Vincent Achuka is a Kenyan journalist and writer based in Nairobi.

He majors on investigations, analysis and features with specific interests in crime, human interest stories, infrastructure transport, aviation, business and urban trends.

He currently writes for the Saturday and Sunday Standard in Kenya where he moved to in February 2017 after writing for the Sunday Nation, a weekly publication with the largest circulation in East and Central Africa for three years.

The Sunday Nation is owned by the Nation Media Group. The Saturday and Sunday Standard are owned by the Standard Media Group.

Prior to joining the Nation he worked for the Ghetto Mirror, a community newspaper ran by Shining Hope for Communities-an international NGO that focuses on social issues in the informal settlements of Nairobi.

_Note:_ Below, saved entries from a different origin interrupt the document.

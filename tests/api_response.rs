use relaychat::api::extract_response;
use relaychat::error::ChatError;
use serde_json::json;

#[test]
fn test_extract_response_with_text() {
    let body = json!({ "response": "Hello, world!" }).to_string();

    let text = extract_response(&body).unwrap();
    assert_eq!(text, "Hello, world!");
}

#[test]
fn test_extract_response_ignores_extra_fields() {
    let body = json!({
        "response": "<think>hmm</think>Hi",
        "model": "gpt-5",
        "elapsed": 1.2
    })
    .to_string();

    assert_eq!(extract_response(&body).unwrap(), "<think>hmm</think>Hi");
}

#[test]
fn test_extract_response_without_field() {
    let body = json!({ "status": "ok" }).to_string();

    let result = extract_response(&body);
    assert!(matches!(result, Err(ChatError::EmptyResponse)));
}

#[test]
fn test_extract_response_empty_string() {
    let body = json!({ "response": "" }).to_string();

    assert!(matches!(extract_response(&body), Err(ChatError::EmptyResponse)));
}

#[test]
fn test_extract_response_null_or_wrong_type() {
    let null_body = json!({ "response": null }).to_string();
    let number_body = json!({ "response": 42 }).to_string();

    assert!(matches!(extract_response(&null_body), Err(ChatError::EmptyResponse)));
    assert!(matches!(extract_response(&number_body), Err(ChatError::EmptyResponse)));
}

#[test]
fn test_extract_response_not_json() {
    let result = extract_response("<html>502 Bad Gateway</html>");
    assert!(matches!(result, Err(ChatError::EmptyResponse)));
}

#[test]
fn test_empty_response_is_not_a_transport_failure() {
    assert!(!ChatError::EmptyResponse.is_transport_failure());
    assert_eq!(ChatError::EmptyResponse.to_string(), "Empty response from model");
}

In between he freelanced for South Africa's Sunday Times, UKs Think Africa Press and Next City in New York majorly writing features about Kenya's slums.

==Awards==
His 2014, Achuka was awarded the tourism story of the year in the Annual Journalism Excellence Awards by the Media Council of Kenya for his 2013 “Slum tourism, the new fad for tourists in Kenya,” which talked about the rise of slums as an attraction for tourists and the need for Kenya to regulate and adopt as part of its Vision 2030 objectives as South Africa and India have done.

The same year his investigative story “Gaza, the new teenage killer gang calling the shots in Nairobi’s Eastlands” won first runners up for the good governance reporting award by the Media Council of Kenya.

In 2016, he was awarded by the Media Council of Kenya as the second runners up in the Development Reporting Category during the Annual Media Excellence Awards

He is a 2010 Bachelor of Journalism and Mass Communication graduate of Masinde Muliro University of Science and Technology.